中小企業倒産防止共済について

税金の知識

新型コロナウイルス感染症の影響で倒産する会社が増えているようです。もし得意先が倒産してしまったら共倒れになってしまう会社も多いのではないでしょうか。連鎖倒産の最悪のシナリオです。そこで得意先の倒産による連鎖倒産のリスク回避と節税を同時に達成することができる節税方法をまとめました。連鎖倒産のリスクが回避できながらも、節税もできるのですか?はい。できます。それが「中小企業倒産防止共済制度」です。会社の将来は他社任せではなく、自社で切り抜けていく体力が欲しいですよね。

中小企業倒産防止共済とは

取引先の倒産によって連鎖的に中小企業が倒産または経営難に陥らないようにするための共済制度です。経営セーフティ共済とも呼ばれます。

加入条件

1年以上事業を継続している中小企業者であることが条件となります。加入要件は、製造業・卸売業・サービス業・小売業などの対象業種ごとに資本金や従業員数の範囲が決まっています。

掛金について

倒産防止共済の掛金は月額5千円から20万円までで、その範囲に収まっていれば5千円単位で自由に設定できます。掛金は途中で増やしたり減らしたりすることができ、積立て総額の上限は800万円です。

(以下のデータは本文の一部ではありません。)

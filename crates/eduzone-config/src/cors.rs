use crate::vars::Vars;

const DEFAULT_ORIGINS: &str = "http://localhost:3000,http://localhost:5173";

#[derive(Clone, Debug)]
pub struct CorsConfig {
    pub allowed_origins: Vec<String>,
}

impl CorsConfig {
    pub(crate) fn load<F>(vars: &Vars<F>) -> Self
    where
        F: Fn(&str) -> Option<String>,
    {
        let raw = vars
            .get("ALLOWED_ORIGINS")
            .or_else(|| vars.get("FRONTEND_URL"))
            .unwrap_or_else(|| DEFAULT_ORIGINS.to_string());

        Self::from_list(&raw)
    }

    pub fn from_list(raw: &str) -> Self {
        let allowed_origins = raw
            .split(',')
            .map(|s| s.trim().trim_end_matches('/').to_string())
            .filter(|s| !s.is_empty())
            .collect();

        Self { allowed_origins }
    }

    /// `*` in the list allows every origin.
    pub fn allows_any(&self) -> bool {
        self.allowed_origins.iter().any(|o| o == "*")
    }
}

impl Default for CorsConfig {
    fn default() -> Self {
        Self::from_list(DEFAULT_ORIGINS)
    }
}

#[cfg(test)]
mod tests {
    use super::*;

    #[test]
    fn test_from_list_trims_entries() {
        let config = CorsConfig::from_list(" https://a.school/ , ,https://b.school");
        assert_eq!(config.allowed_origins, vec!["https://a.school", "https://b.school"]);
        assert!(!config.allows_any());
    }

    #[test]
    fn test_frontend_url_fallback() {
        let vars = Vars::new(|key: &str| {
            (key == "FRONTEND_URL").then(|| "https://portal.eduzone.com".to_string())
        });
        let config = CorsConfig::load(&vars);
        assert_eq!(config.allowed_origins, vec!["https://portal.eduzone.com"]);
    }

    #[test]
    fn test_wildcard() {
        assert!(CorsConfig::from_list("*").allows_any());
    }
}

なお、掛金を一括で前納すると、1ヶ月あたりの掛金が0.005%割引されます。

解約について

倒産防止共済の解約は、契約者の任意でいつでも解約可能です。掛金をすでに12ヶ月以上納付している場合、納付月数に応じた解約手当金がもらえます。

4つのメリット

メリット①無担保・無保証人で掛金の10倍まで借入れ可能

共済金の借入れは、無担保・無保証人で受けられます。共済金貸付額の上限は「回収困難となった売掛金債権等の額」か「納付された掛金総額の10倍(最高8,000万円)」のいずれか少ないほうの金額となります。

メリット②取引先が倒産直後に借入れできる

取引先の事業者が倒産し、売掛金などの回収が困難になったときは、その事業者との取引の確認が済み次第、すぐに借り入れることができます。

メリット③掛金の税制優遇措置が受けられる

掛金月額は5,000円~20万円まで自由に選べ、自分のタイミングで増額・減額できます。また確定申告の際、掛金を損金算入できる(個人事業主の場合は必要経費にできる)ので節税効果があります。

メリット④解約手当金が受けとれる

自己都合の解約であっても、掛金を12か月以上納めていれば掛金総額の8割以上が戻り、40か月以上納めていれば、掛金全額が戻ります。12か月未満は掛け捨てとなります。

3つのデメリット

デメリット①解約による元本割れ

解約すると、解約手当金として納付月数に応じた額が払い戻されますが、40ヶ月未満だと元本割れします。納付月数が12〜23ヶ月だと80%支払われる一方、12ヶ月未満で解約すると0%となるため要注意です。

デメリット②解約手当金の課税

倒産防止共済の掛金は経費計上できますが、解約する時に戻ってくる解約手当金は所得として扱われ課税の対象となります。つまり、納付時点では節税できるものの、返還時には税金を納める必要があるため、税金を納める時期を調整できるというのが厳密な意味でのメリットと言えます。

デメリット③貸付金の10%が掛金から控除

共済金の貸付けは無利子ですが、貸付額の10%にあたる額が掛金から控除されます。例えば、取引先の倒産などで売掛金の回収が困難となり800万円の貸付けを受けた場合、80万円がすでに納付した掛金から減らされます。さらに、控除された分の掛金は将来的な権利も失われるため、実質的には利子を前払いしているようなものです。

まとめ

倒産防止共済のポイントをまとめると、以下のようになります。

・倒産防止共済とは、取引先の倒産による連鎖倒産を防ぐことができる共済制度である。

・任意で設定できる掛金は経費計上できるため節税になる。

・取引先が倒産していなくても臨時で一時貸付金を受け取ることができる。

倒産防止共済は、上手に利用すれば節税や資金繰りの手段として有効です。デメリットも踏まえつつ、不測の事態に備えて加入を検討してみることをお勧めします。